La fundación caritativa del presidente electo Donald Trump ha admitido que violó regulaciones fiscales que prohíben usar dinero o bienes para beneficio de Trump, su familia, sus empresas o contribuyentes substanciales de la organización.
La Donald J. Trump Foundation reconoció que usó dinero o bienes en violación de regulaciones no solo en el 2015 sino también en años previos, de acuerdo con una declaración de impuesto a la renta del 2015 que aparece en el sitio web GuideStar, que monitorea organizaciones sin fines de lucro.
The Washington Post fue el primer medio en reportar la declaración fiscal, la cual no da detalles de las violaciones. Los documentos se conocen a la vez que la procuraduría de Nueva York investiga si Trump se benefició personalmente de los gastos de la fundación, incluyendo varias compras detalladas en artículos del Post.
El equipo de transición de Trump no contestó inmediatamente a mensajes que se le enviaron en busca de comentarios.
No es la primera vez que la fundación admite que ha quebrantado leyes y regulaciones pertinentes a organizaciones caritativas.
En octubre, la oficina del procurador general de Nueva York Eric Schneiderman, demócrata, ordenó que la fundación dejara de pedir donaciones luego que descubrieron que estuvo aceptando contribuciones sin la debida inscripción ante el estado.

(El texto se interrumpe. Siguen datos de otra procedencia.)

//! Signed calls: how a host authenticates the caller of a mutation.
//!
//! A [`SignedCall`] binds a [`Call`] to the identity that signed it and to
//! the event-log position it was signed against. The signed message is
//! `CALL_DOMAIN || base_seq (u64 big-endian) || canonical_bytes(call)`.
//!
//! Every committed call appends an event, so a signature is good for one
//! log position only and cannot be replayed once the log has moved on.

use crate::canonical;
use crate::crypto::{Identity, Keypair, Signature};
use crate::error::CoreError;
use crate::types::{DataHash, ProofId};

/// Domain separation prefix for call signatures.
pub const CALL_DOMAIN: &[u8] = b"proof-registry/call/v1\x00";

/// A mutating registry operation, without its caller.
#[derive(Debug, Clone, PartialEq, Eq)]
pub enum Call {
    Register {
        data_hash: DataHash,
        subject: String,
        context: String,
    },
    Deactivate {
        id: ProofId,
    },
    TransferAdmin {
        new_admin: Identity,
    },
}

impl Call {
    /// Deterministic CBOR encoding.
    pub fn canonical_bytes(&self) -> Vec<u8> {
        canonical::call_bytes(self)
    }

    /// Parse a call from its canonical encoding.
    pub fn decode(bytes: &[u8]) -> Result<Self, CoreError> {
        canonical::decode_call(bytes)
    }

    /// The exact bytes a signer signs for this call at `base_seq`.
    pub fn signing_message(&self, base_seq: u64) -> Vec<u8> {
        let mut msg = CALL_DOMAIN.to_vec();
        msg.extend_from_slice(&base_seq.to_be_bytes());
        msg.extend_from_slice(&self.canonical_bytes());
        msg
    }
}

/// A call plus the signature of the identity making it.
#[derive(Debug, Clone, PartialEq, Eq)]
pub struct SignedCall {
    pub signer: Identity,
    /// Seq of the last event the signer saw (0 for an empty log).
    pub base_seq: u64,
    pub call: Call,
    pub signature: Signature,
}

impl SignedCall {
    /// Sign `call` with `keypair` against log position `base_seq`.
    pub fn sign(keypair: &Keypair, base_seq: u64, call: Call) -> Self {
        let signature = keypair.sign(&call.signing_message(base_seq));
        Self {
            signer: keypair.identity(),
            base_seq,
            call,
            signature,
        }
    }

    /// Check the signature and return the authenticated caller.
    ///
    /// This does not check `base_seq` against any log; the host does that.
    pub fn verify(&self) -> Result<Identity, CoreError> {
        self.signer
            .verify(&self.call.signing_message(self.base_seq), &self.signature)?;
        Ok(self.signer)
    }
}
#[tokio::test]
async fn signed_call_is_good_for_one_log_position() {
    let fx = TestFixture::new().await;
    let alice = party(1);
    let call = Call::Register {
        data_hash: hash(0xaa),
        subject: "doc1".into(),
        context: String::new(),
    };

    // Signed before anything happened, submitted after the log moved on.
    let early = fx.signed(&alice, call.clone()).await;
    fx.register(&alice, 0xbb).await;
    assert!(matches!(
        fx.service.dispatch(&early).await,
        Err(ServiceError::StaleCall { base_seq: 0, head: 1 })
    ));
    assert!(!fx.service.verify_hash(&hash(0xaa)).await.exists);

    // Re-signing against the new head goes through.
    let fresh = fx.signed(&alice, call).await;
    assert_eq!(fresh.base_seq, 1);
    assert_eq!(
        fx.service.dispatch(&fresh).await.unwrap(),
        CallOutcome::Registered(ProofId(1))
    );

    // And cannot be submitted twice.
    assert!(matches!(
        fx.service.dispatch(&fresh).await,
        Err(ServiceError::StaleCall { .. })
    ));
    assert_eq!(fx.service.total_records().await, 2);
}

// ─────────────────────────────────────────────────────────────────────────────
// Storage
// ─────────────────────────────────────────────────────────────────────────────

#[tokio::test]
async fn failed_commit_leaves_state_untouched() {
    init_tracing();
    let fx = TestFixture::with_store(FaultyStore::new(MemoryStore::new())).await;
    let alice = party(1);
    fx.register(&alice, 0xaa).await;

    let before = fx.service.snapshot().await;
    fx.service.store().set_failing(true);

    let err = fx
        .service
        .register(hash(0xbb), "doc2", "", &fx.ctx(&alice))
        .await
        .unwrap_err();
    assert!(matches!(err, ServiceError::Store(_)));
    assert!(err.rejection().is_none());

    let err = fx
        .service
        .deactivate(ProofId(0), &fx.ctx(&alice))
        .await
        .unwrap_err();
    assert!(matches!(err, ServiceError::Store(_)));

    assert_eq!(fx.service.snapshot().await, before);
    assert!(!fx.service.verify_hash(&hash(0xbb)).await.exists);

    // Once the store recovers the next id is still dense.
    fx.service.store().set_failing(false);
    assert_eq!(fx.register(&alice, 0xbb).await, ProofId(1));
    assert_eq!(fx.service.store().inner().event_count().await.unwrap(), 2);
}
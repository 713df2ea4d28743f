//! The proof record.

use serde::{Deserialize, Serialize};

use crate::crypto::Identity;
use crate::types::{DataHash, Timestamp};

/// A stored attestation that some content hash existed at a point in time.
///
/// Every field except `is_active` is fixed at registration. `is_active`
/// can only go from `true` to `false`, and only through
/// [`Registry::deactivate`](crate::Registry::deactivate).
#[derive(Debug, Clone, PartialEq, Eq, Serialize, Deserialize)]
pub struct Proof {
    /// Identity that registered this proof.
    pub submitter: Identity,
    /// Hash of the off-chain content.
    pub data_hash: DataHash,
    /// Short human-readable label.
    pub subject: String,
    /// Optional free-text label, empty when not given.
    pub context: String,
    /// Registration time (Unix ms).
    pub created_at: Timestamp,
    /// Soft-delete flag.
    pub is_active: bool,
}

impl Proof {
    /// Whether `identity` registered this proof.
    pub fn is_submitted_by(&self, identity: &Identity) -> bool {
        &self.submitter == identity
    }

    /// The immutable part of the record, for comparing across time.
    pub fn fingerprint(&self) -> (Identity, DataHash, &str, &str, Timestamp) {
        (
            self.submitter,
            self.data_hash,
            &self.subject,
            &self.context,
            self.created_at,
        )
    }
}
//! Proptest generators for property-based testing.

use proptest::prelude::*;

use proof_registry_core::{
    Context, DataHash, ProofId, Registry, RegistryError, RegistryEvent, Timestamp,
};

use crate::fixtures::party;

/// Generate a hash that is never all zeros.
pub fn data_hash() -> impl Strategy<Value = DataHash> {
    any::<[u8; 32]>()
        .prop_filter("zero hash", |b| b.iter().any(|&x| x != 0))
        .prop_map(DataHash::from_bytes)
}

/// Generate a short label.
pub fn label() -> impl Strategy<Value = String> {
    "[a-zA-Z0-9 ._-]{0,24}".prop_map(String::from)
}

/// One step of a generated workload.
///
/// Callers and hashes are drawn from small pools so that duplicates,
/// foreign deactivations and repeated deactivations actually occur.
#[derive(Debug, Clone)]
pub enum Op {
    Register { caller: u8, hash: u8, subject: String },
    /// Deactivate the proof at `slot % total_records`.
    Deactivate { caller: u8, slot: u16 },
    TransferAdmin { caller: u8, new_admin: u8 },
    RegisterZeroHash { caller: u8 },
}

/// Number of parties in the caller pool; party 0 is the initial admin.
pub const PARTIES: u8 = 4;

/// Number of distinct hashes in the hash pool.
pub const HASHES: u8 = 12;

impl Arbitrary for Op {
    type Parameters = ();
    type Strategy = BoxedStrategy<Self>;

    fn arbitrary_with(_: Self::Parameters) -> Self::Strategy {
        prop_oneof![
            6 => (0..PARTIES, 1..=HASHES, label())
                .prop_map(|(caller, hash, subject)| Op::Register { caller, hash, subject }),
            3 => (0..PARTIES, any::<u16>())
                .prop_map(|(caller, slot)| Op::Deactivate { caller, slot }),
            1 => (0..PARTIES, 0..PARTIES)
                .prop_map(|(caller, new_admin)| Op::TransferAdmin { caller, new_admin }),
            1 => (0..PARTIES).prop_map(|caller| Op::RegisterZeroHash { caller }),
        ]
        .boxed()
    }
}

/// Generate a workload of up to `max_len` operations.
pub fn ops(max_len: usize) -> impl Strategy<Value = Vec<Op>> {
    prop::collection::vec(any::<Op>(), 0..=max_len)
}

/// Run one generated operation against `registry` at time `now`.
pub fn run_op(
    registry: &mut Registry,
    op: &Op,
    now: Timestamp,
) -> Result<RegistryEvent, RegistryError> {
    match op {
        Op::Register {
            caller,
            hash,
            subject,
        } => {
            let ctx = Context::new(party(*caller).identity(), now);
            registry
                .register(DataHash::from_bytes([*hash; 32]), subject, "", &ctx)
                .map(|(_, event)| event)
        }
        Op::Deactivate { caller, slot } => {
            let ctx = Context::new(party(*caller).identity(), now);
            let total = registry.total_records().max(1);
            registry.deactivate(ProofId(u64::from(*slot) % total), &ctx)
        }
        Op::TransferAdmin { caller, new_admin } => {
            let ctx = Context::new(party(*caller).identity(), now);
            registry.transfer_admin(party(*new_admin).identity(), &ctx)
        }
        Op::RegisterZeroHash { caller } => {
            let ctx = Context::new(party(*caller).identity(), now);
            registry
                .register(DataHash::ZERO, "zero", "", &ctx)
                .map(|(_, event)| event)
        }
    }
}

La fundación también dio 25.000 dólares no autorizados a comités políticos que apoyaban a la procuradora general de Florida Pam Bondi en el 2013.
Las organizaciones caritativas no pueden participar en actividades políticas, y el personal del presidente electo dice que el cheque fue enviado por errores administrativos. A comienzos de este año, la Fundación Trump pagó una multa de 2.500 dólares al Servicio Interno de Impuestos (IRS, por sus siglas en inglés) por el cheque.
Trump tuvo la intención de usar fondos personales para apoyar la reelección de Bondi, dijo su campaña. Por ese entonces, la oficina de Bondi sopesaba preguntas de la prensa sobre si iba seguir la pauta de Schneiderman, quien presentó una demanda en contra de la Universidad Trump y el Instituto Trump.
Muchos exalumnos dicen que fueron engañados por la fama de Trump para hacer dinero en las bienes raíces. Bondi, quien de acuerdo con The Associated Press pidió personalmente en junio el cheque de 25.000 dólares a Trump, no tomó ninguna medida contra la Universidad Trump.